Stored data
=====
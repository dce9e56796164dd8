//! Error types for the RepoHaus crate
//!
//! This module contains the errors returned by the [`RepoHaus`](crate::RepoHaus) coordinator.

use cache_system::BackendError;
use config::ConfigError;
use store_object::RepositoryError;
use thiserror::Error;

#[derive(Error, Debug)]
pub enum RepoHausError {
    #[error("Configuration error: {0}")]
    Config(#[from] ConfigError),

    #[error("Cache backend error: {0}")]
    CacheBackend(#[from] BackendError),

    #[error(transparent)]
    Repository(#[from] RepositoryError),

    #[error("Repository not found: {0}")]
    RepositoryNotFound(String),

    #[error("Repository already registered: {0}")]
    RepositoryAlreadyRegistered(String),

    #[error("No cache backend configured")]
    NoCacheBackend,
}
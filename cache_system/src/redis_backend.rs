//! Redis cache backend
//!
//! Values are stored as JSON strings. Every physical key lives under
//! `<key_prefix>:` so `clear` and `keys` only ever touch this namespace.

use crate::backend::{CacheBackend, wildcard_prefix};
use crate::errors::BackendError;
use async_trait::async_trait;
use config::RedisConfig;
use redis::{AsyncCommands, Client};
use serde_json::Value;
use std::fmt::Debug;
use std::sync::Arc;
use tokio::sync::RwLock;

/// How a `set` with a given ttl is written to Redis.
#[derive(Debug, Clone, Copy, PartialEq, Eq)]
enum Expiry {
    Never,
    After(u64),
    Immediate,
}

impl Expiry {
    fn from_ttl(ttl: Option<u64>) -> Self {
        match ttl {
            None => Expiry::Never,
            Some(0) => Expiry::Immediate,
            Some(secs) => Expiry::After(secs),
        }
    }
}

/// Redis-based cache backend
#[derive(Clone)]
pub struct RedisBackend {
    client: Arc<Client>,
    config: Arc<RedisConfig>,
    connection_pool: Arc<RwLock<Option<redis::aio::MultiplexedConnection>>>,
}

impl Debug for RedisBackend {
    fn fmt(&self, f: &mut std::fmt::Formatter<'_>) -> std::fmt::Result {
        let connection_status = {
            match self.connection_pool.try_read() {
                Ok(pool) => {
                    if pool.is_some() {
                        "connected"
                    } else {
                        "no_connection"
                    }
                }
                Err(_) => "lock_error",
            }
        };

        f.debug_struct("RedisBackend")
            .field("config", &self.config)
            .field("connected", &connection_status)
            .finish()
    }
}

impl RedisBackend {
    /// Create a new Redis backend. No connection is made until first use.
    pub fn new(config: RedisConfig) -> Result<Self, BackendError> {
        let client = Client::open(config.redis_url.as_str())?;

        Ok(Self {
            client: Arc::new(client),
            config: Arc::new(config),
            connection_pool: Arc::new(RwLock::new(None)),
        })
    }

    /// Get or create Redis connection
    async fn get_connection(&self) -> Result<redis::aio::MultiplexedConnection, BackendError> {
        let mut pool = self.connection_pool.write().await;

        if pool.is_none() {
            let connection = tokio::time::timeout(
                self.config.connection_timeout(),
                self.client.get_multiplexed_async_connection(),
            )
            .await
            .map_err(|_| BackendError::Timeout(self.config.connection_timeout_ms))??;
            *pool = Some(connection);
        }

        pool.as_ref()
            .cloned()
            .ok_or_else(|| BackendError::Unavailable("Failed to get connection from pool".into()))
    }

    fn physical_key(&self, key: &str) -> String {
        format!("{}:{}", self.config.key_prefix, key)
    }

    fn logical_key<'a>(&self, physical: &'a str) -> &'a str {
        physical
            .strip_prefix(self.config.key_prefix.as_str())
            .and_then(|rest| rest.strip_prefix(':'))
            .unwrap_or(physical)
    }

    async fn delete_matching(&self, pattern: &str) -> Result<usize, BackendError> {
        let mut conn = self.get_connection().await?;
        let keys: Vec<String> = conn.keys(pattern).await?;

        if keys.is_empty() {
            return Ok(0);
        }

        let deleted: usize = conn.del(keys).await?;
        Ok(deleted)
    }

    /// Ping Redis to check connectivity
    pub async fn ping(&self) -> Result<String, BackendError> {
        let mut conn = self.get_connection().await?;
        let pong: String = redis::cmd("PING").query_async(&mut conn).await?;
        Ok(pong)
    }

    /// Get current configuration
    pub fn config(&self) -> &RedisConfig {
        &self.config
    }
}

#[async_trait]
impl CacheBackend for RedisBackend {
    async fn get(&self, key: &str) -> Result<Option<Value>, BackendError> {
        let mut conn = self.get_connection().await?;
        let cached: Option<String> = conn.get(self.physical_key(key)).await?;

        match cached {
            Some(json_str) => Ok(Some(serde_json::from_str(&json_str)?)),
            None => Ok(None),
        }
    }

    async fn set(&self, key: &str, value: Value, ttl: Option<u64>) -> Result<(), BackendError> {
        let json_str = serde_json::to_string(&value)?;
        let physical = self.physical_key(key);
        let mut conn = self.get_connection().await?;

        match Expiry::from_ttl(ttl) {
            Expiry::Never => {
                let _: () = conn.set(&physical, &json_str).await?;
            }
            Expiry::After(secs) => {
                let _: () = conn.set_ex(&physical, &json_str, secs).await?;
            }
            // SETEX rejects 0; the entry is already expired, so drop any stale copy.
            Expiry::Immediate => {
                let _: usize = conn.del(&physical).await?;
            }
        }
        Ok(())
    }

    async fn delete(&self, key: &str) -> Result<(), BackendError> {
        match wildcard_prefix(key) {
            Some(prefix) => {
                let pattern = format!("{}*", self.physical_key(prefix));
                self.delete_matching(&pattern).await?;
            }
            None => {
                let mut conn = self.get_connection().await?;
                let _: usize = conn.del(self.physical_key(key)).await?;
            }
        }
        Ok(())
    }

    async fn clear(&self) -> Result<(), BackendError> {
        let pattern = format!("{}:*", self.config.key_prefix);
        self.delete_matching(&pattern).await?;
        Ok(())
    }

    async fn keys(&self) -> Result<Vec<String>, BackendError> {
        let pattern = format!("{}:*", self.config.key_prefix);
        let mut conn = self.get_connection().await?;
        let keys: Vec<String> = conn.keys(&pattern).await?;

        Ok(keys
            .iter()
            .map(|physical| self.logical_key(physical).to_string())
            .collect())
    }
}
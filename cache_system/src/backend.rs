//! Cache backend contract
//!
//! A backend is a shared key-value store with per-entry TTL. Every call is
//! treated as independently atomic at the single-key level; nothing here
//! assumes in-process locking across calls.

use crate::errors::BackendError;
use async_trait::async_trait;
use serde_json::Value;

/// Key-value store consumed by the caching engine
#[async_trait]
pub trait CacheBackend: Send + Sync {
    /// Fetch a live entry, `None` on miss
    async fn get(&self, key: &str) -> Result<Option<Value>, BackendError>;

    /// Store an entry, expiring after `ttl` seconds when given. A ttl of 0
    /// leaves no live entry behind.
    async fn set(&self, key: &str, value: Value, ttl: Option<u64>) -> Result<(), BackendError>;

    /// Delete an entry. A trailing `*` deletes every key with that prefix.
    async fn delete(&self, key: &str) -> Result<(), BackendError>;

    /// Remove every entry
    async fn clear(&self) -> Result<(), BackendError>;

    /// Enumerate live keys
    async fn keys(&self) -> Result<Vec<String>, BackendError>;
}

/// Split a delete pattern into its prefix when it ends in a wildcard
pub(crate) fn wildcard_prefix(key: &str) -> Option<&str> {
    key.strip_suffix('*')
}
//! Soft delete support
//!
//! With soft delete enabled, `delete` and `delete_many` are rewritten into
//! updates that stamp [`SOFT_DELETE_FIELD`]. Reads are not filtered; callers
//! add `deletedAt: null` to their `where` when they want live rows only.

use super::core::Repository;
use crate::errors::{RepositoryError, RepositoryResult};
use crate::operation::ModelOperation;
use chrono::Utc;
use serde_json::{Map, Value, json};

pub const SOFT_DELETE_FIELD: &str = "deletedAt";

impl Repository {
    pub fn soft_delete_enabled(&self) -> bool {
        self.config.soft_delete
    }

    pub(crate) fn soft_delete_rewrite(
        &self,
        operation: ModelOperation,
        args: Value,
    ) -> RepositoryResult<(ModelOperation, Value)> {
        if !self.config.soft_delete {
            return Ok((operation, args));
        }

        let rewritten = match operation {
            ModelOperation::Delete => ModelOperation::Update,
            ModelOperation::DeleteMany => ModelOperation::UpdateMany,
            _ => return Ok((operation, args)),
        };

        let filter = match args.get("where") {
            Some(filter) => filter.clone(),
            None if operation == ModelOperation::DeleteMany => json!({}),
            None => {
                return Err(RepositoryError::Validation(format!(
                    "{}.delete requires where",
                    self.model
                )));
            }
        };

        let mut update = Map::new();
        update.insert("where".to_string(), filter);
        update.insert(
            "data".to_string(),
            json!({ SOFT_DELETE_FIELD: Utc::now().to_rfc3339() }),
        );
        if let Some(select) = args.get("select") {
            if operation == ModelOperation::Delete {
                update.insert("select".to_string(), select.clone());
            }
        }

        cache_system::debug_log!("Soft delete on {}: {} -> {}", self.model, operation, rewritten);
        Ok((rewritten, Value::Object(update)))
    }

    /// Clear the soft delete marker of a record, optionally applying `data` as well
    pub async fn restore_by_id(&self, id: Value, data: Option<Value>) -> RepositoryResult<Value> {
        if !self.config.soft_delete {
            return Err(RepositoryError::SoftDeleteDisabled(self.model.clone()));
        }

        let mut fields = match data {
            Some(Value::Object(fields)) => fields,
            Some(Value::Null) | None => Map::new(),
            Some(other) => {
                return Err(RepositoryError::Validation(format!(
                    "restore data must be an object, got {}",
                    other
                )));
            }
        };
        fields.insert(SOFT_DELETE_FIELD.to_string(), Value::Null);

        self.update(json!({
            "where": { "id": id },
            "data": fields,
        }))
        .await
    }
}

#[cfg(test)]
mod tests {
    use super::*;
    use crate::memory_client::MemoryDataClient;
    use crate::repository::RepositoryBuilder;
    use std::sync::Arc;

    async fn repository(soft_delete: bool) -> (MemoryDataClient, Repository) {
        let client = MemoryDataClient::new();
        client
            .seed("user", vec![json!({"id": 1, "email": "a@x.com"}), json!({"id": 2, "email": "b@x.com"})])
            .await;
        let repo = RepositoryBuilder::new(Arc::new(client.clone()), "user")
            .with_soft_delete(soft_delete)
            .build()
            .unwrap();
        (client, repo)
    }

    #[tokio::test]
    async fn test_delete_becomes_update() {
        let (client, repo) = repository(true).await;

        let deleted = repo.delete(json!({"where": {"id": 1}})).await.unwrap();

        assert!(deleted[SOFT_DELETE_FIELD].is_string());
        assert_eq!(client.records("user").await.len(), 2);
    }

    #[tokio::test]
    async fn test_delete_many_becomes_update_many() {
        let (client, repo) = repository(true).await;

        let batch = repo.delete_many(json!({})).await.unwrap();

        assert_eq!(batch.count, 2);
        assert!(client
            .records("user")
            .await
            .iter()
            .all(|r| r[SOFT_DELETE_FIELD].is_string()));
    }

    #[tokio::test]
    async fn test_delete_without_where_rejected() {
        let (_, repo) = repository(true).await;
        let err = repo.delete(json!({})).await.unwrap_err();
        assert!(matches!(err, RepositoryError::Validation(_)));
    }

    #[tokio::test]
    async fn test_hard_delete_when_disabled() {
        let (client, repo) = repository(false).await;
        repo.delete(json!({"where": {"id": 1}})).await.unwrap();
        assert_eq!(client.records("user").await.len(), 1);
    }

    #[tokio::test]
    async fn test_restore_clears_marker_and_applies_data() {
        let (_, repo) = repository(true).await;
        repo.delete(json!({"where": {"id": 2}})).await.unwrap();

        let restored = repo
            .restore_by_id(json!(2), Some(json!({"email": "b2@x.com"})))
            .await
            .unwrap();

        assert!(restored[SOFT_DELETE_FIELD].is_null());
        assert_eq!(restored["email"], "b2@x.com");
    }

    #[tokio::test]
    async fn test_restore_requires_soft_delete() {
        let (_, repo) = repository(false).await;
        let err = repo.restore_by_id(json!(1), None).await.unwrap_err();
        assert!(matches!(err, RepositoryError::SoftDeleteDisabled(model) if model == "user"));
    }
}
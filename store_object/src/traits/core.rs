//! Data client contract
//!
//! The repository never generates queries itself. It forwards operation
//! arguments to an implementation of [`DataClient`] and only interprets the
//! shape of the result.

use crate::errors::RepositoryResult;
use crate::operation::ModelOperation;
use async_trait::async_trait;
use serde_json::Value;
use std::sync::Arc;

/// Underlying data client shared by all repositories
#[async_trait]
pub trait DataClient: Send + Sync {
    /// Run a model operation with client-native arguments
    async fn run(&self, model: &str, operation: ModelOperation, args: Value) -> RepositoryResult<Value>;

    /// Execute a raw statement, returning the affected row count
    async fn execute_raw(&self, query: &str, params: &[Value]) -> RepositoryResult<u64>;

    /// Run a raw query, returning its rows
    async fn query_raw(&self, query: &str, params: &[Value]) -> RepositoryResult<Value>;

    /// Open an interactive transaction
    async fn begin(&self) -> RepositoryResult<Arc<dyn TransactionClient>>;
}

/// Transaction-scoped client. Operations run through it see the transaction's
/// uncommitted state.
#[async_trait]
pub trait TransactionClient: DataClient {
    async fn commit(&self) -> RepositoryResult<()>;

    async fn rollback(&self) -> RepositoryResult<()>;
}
=====
- **PROBLEM TO WORK ON**: Please list every line of the records that contains "matches".

- **TASK RESPONSE**:
        assert!(matches!(err, RepositoryError::Validation(_)));
        assert!(matches!(err, RepositoryError::SoftDeleteDisabled(model) if model == "user"));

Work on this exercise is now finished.